One of the cool things about being the local geoblogger is that people get in touch with you about local geology. Sometimes this even leads to meeting up for field trips. Here’s two quick photos from a recent (January 2010) field trip to a creek near Springfield, Virginia.
My host was Barbara X, a local aficionada of Piedmont geology. She has lived in this particular neighborhood for many years, and is very familiar with the local woods and drainages through decades of dog-walking there.
Her main question for me was “Could the geologic map of this area be wrong?” She showed me the map, and then took me out to an outcrop which clearly was of a different rock type than the map indicated it “should” be.

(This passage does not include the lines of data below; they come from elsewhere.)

//! Handshake authentication seam.
//!
//! A connection supplies a credential token out-of-band (the `token` query
//! parameter on the WebSocket upgrade, or a bearer header on HTTP). The
//! [`Authenticator`] turns it into a verified [`PrincipalId`] or refuses
//! the connection.

use async_trait::async_trait;
use jsonwebtoken::{Algorithm, DecodingKey, EncodingKey, Header, Validation, decode, encode};
use serde::{Deserialize, Serialize};

use gather_core::ids::PrincipalId;

/// Handshake failure.
#[derive(Debug, thiserror::Error)]
pub enum AuthError {
    /// No credential was supplied.
    #[error("missing credential token")]
    MissingToken,
    /// The credential did not verify.
    #[error("invalid credential token")]
    InvalidToken,
}

/// Produces a verified principal identity from a credential token.
#[async_trait]
pub trait Authenticator: Send + Sync {
    /// Verify `token` and return the owning principal.
    async fn verify(&self, token: &str) -> Result<PrincipalId, AuthError>;
}

#[derive(Debug, Serialize, Deserialize)]
struct Claims {
    sub: String,
    exp: i64,
}

/// HS256 JWT verifier. The subject claim is the principal id.
pub struct JwtAuthenticator {
    encoding: EncodingKey,
    decoding: DecodingKey,
}

impl JwtAuthenticator {
    /// Create a verifier from a shared secret.
    #[must_use]
    pub fn new(secret: &str) -> Self {
        Self {
            encoding: EncodingKey::from_secret(secret.as_bytes()),
            decoding: DecodingKey::from_secret(secret.as_bytes()),
        }
    }

    /// Issue a token for `principal`, valid for `ttl_secs` seconds.
    ///
    /// Used by tests and local tooling; production tokens come from the
    /// external credential issuer.
    pub fn issue(
        &self,
        principal: &PrincipalId,
        ttl_secs: i64,
    ) -> Result<String, jsonwebtoken::errors::Error> {
        let claims = Claims {
            sub: principal.to_string(),
            exp: chrono::Utc::now().timestamp() + ttl_secs,
        };
        encode(&Header::default(), &claims, &self.encoding)
    }
}

#[async_trait]
impl Authenticator for JwtAuthenticator {
    async fn verify(&self, token: &str) -> Result<PrincipalId, AuthError> {
        if token.is_empty() {
            return Err(AuthError::MissingToken);
        }
        let data = decode::<Claims>(token, &self.decoding, &Validation::new(Algorithm::HS256))
            .map_err(|_| AuthError::InvalidToken)?;
        Ok(PrincipalId::from(data.claims.sub))
    }
}

#[cfg(test)]
mod tests {
    use super::*;

    fn auth() -> JwtAuthenticator {
        JwtAuthenticator::new("test-secret")
    }

    #[tokio::test]
    async fn issue_then_verify_roundtrip() {
        let auth = auth();
        let principal = PrincipalId::from("alice");
        let token = auth.issue(&principal, 60).unwrap();
        let verified = auth.verify(&token).await.unwrap();
        assert_eq!(verified, principal);
    }

    #[tokio::test]
    async fn empty_token_is_missing() {
        let err = auth().verify("").await.unwrap_err();
        assert!(matches!(err, AuthError::MissingToken));
    }

    #[tokio::test]
    async fn garbage_token_is_invalid() {
        let err = auth().verify("not.a.jwt").await.unwrap_err();
        assert!(matches!(err, AuthError::InvalidToken));
    }

    #[tokio::test]
    async fn expired_token_is_invalid() {
        let auth = auth();
        let token = auth.issue(&PrincipalId::from("alice"), -120).unwrap();
        let err = auth.verify(&token).await.unwrap_err();
        assert!(matches!(err, AuthError::InvalidToken));
    }

    #[tokio::test]
    async fn token_signed_with_other_secret_is_invalid() {
        let other = JwtAuthenticator::new("other-secret");
        let token = other.issue(&PrincipalId::from("alice"), 60).unwrap();
        let err = auth().verify(&token).await.unwrap_err();
        assert!(matches!(err, AuthError::InvalidToken));
    }
}
//! In-memory [`EventRepository`] implementation.

use std::collections::HashMap;

use async_trait::async_trait;
use chrono::Utc;
use tokio::sync::RwLock;

use gather_core::ids::{EventId, PrincipalId};
use gather_core::model::{EventPatch, EventQuery, EventRecord, NewEvent, Profile};

use crate::repository::{EventRepository, StoreError};

/// Process-local event store backed by a `HashMap`.
///
/// Mutations take the write lock for their whole critical section, so each
/// call applies atomically; across calls the last write wins.
#[derive(Default)]
pub struct InMemoryEventRepository {
    events: RwLock<HashMap<EventId, EventRecord>>,
    profiles: RwLock<HashMap<PrincipalId, Profile>>,
}

impl InMemoryEventRepository {
    /// Create an empty repository.
    #[must_use]
    pub fn new() -> Self {
        Self::default()
    }

    fn matches(record: &EventRecord, query: &EventQuery) -> bool {
        if let Some(term) = query.term.as_deref() {
            if !record
                .title
                .to_lowercase()
                .contains(&term.to_lowercase())
            {
                return false;
            }
        }
        if !query.categories.is_empty() && !query.categories.contains(&record.category) {
            return false;
        }
        true
    }
}

#[async_trait]
impl EventRepository for InMemoryEventRepository {
    async fn insert(
        &self,
        new: NewEvent,
        creator: PrincipalId,
    ) -> Result<EventRecord, StoreError> {
        let now = Utc::now();
        let record = EventRecord {
            id: EventId::new(),
            title: new.title,
            description: new.description,
            date: new.date,
            category: new.category,
            location: new.location,
            creator,
            attendees: Vec::new(),
            max_attendees: new.max_attendees,
            status: new.status,
            created_at: now,
            updated_at: now,
        };
        let mut events = self.events.write().await;
        let _ = events.insert(record.id.clone(), record.clone());
        Ok(record)
    }

    async fn find(&self, id: &EventId) -> Result<Option<EventRecord>, StoreError> {
        Ok(self.events.read().await.get(id).cloned())
    }

    async fn list(&self, query: &EventQuery) -> Result<(Vec<EventRecord>, usize), StoreError> {
        let events = self.events.read().await;
        let mut matched: Vec<EventRecord> = events
            .values()
            .filter(|r| Self::matches(r, query))
            .cloned()
            .collect();
        // Date ascending, id as tiebreak for a stable page order.
        matched.sort_by(|a, b| a.date.cmp(&b.date).then_with(|| a.id.as_str().cmp(b.id.as_str())));

        let total = matched.len();
        let limit = query.limit();
        let skip = (query.page() - 1) * limit;
        let page: Vec<EventRecord> = matched.into_iter().skip(skip).take(limit).collect();
        Ok((page, total))
    }

    async fn update(
        &self,
        id: &EventId,
        patch: EventPatch,
    ) -> Result<Option<EventRecord>, StoreError> {
        let mut events = self.events.write().await;
        let Some(record) = events.get_mut(id) else {
            return Ok(None);
        };
        if let Some(title) = patch.title {
            record.title = title;
        }
        if let Some(description) = patch.description {
            record.description = description;
        }
        if let Some(date) = patch.date {
            record.date = date;
        }
        if let Some(category) = patch.category {
            record.category = category;
        }
        if let Some(location) = patch.location {
            record.location = location;
        }
        if let Some(max_attendees) = patch.max_attendees {
            record.max_attendees = max_attendees;
        }
        if let Some(status) = patch.status {
            record.status = status;
        }
        if let Some(attendees) = patch.attendees {
            record.attendees = attendees;
        }
        record.updated_at = Utc::now();
        Ok(Some(record.clone()))
    }

    async fn delete(&self, id: &EventId) -> Result<bool, StoreError> {
        Ok(self.events.write().await.remove(id).is_some())
    }

    async fn profile(&self, id: &PrincipalId) -> Result<Option<Profile>, StoreError> {
        Ok(self.profiles.read().await.get(id).cloned())
    }

    async fn upsert_profile(&self, profile: Profile) -> Result<(), StoreError> {
        let mut profiles = self.profiles.write().await;
        let _ = profiles.insert(profile.id.clone(), profile);
        Ok(())
    }
}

The offending intruder, a meta-basalt with two prominent joint-sets:
A short distance downstream, a cut bank revealed some saprolitic rock that is more typical of the Piedmont province:
I think we’re seeing bodies of schist/ gneiss (highly foliated in cross-section), as well as coarse-grained, lighter-colored bodies of granite. All of them have been weathered to hell: you can scoop handfuls of this “rock” out of the outcrop if you want. If you’re a plant, you can plunge your apical meristem right into it, and let the roots follow.

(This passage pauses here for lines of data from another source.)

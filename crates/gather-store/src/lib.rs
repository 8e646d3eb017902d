//! # gather-store
//!
//! Store seams for the gather server:
//!
//! - [`EventRepository`] — the authoritative CRUD store for events
//! - [`MembershipStore`] — the shared cross-process room-membership store
//!   (set-valued, keyed by principal)
//! - in-memory implementations of both, used by the server binary and tests
//! - [`snapshot::resolve`] — canonical snapshot dereferencing

#![deny(unsafe_code)]

pub mod membership;
pub mod memory;
pub mod repository;
pub mod snapshot;

pub use membership::{InMemoryMembershipStore, MembershipStore};
pub use memory::InMemoryEventRepository;
pub use repository::{EventRepository, StoreError};
//! # gatherd
//!
//! Gather server binary — wires the store seams into the server and runs it
//! until SIGINT, then drains presence and shuts down gracefully.

#![deny(unsafe_code)]

use std::sync::Arc;

use anyhow::Result;
use clap::Parser;
use tracing::info;
use tracing_subscriber::EnvFilter;

use gather_server::auth::JwtAuthenticator;
use gather_server::config::ServerConfig;
use gather_server::metrics;
use gather_server::server::GatherServer;
use gather_server::shutdown::DEFAULT_SHUTDOWN_TIMEOUT;
use gather_store::{InMemoryEventRepository, InMemoryMembershipStore};

/// Gather server.
#[derive(Parser, Debug)]
#[command(name = "gatherd", about = "Real-time presence and update-distribution server")]
struct Cli {
    /// Host to bind.
    #[arg(long)]
    host: Option<String>,

    /// Port to bind (0 for auto-assign).
    #[arg(long)]
    port: Option<u16>,

    /// HS256 secret for handshake tokens (overrides GATHER_JWT_SECRET).
    #[arg(long)]
    jwt_secret: Option<String>,
}

#[tokio::main]
async fn main() -> Result<()> {
    tracing_subscriber::fmt()
        .with_env_filter(
            EnvFilter::try_from_default_env().unwrap_or_else(|_| EnvFilter::new("info")),
        )
        .init();

    let cli = Cli::parse();
    let mut config = ServerConfig::from_env();
    if let Some(host) = cli.host {
        config.host = host;
    }
    if let Some(port) = cli.port {
        config.port = port;
    }
    if let Some(secret) = cli.jwt_secret {
        config.jwt_secret = secret;
    }

    let metrics_handle = metrics::install_recorder();

    let auth = Arc::new(JwtAuthenticator::new(&config.jwt_secret));
    let repo = Arc::new(InMemoryEventRepository::new());
    let membership = Arc::new(InMemoryMembershipStore::new());

    let server = GatherServer::new(config, auth, repo, membership, Some(metrics_handle));
    let (addr, serve_handle) = server.listen().await?;
    info!(%addr, "gatherd running");

    tokio::signal::ctrl_c().await?;
    info!("shutdown signal received");

    // Drain live sessions and flush this node's membership records before
    // stopping the listener.
    server.presence().drain().await;
    server
        .shutdown()
        .graceful_shutdown(vec![serve_handle], DEFAULT_SHUTDOWN_TIMEOUT)
        .await;

    info!("shutdown complete");
    Ok(())
}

This is typical “outcrop” around here: though the mid-Atlantic region has a fascinating story (including the Appalachian mountain belt, like these rocks), the wet climate has rotted most rock away. The only other thing that’s worth mentioning about this particular outcrop are the upper-left-to-lower-right brown lines: those are fracture traces decorated with rust. The fractures serve as plumbing to move fluids around in the subsurface, and their dissolved cargo of elements can then react with the rock on either side of the fracture.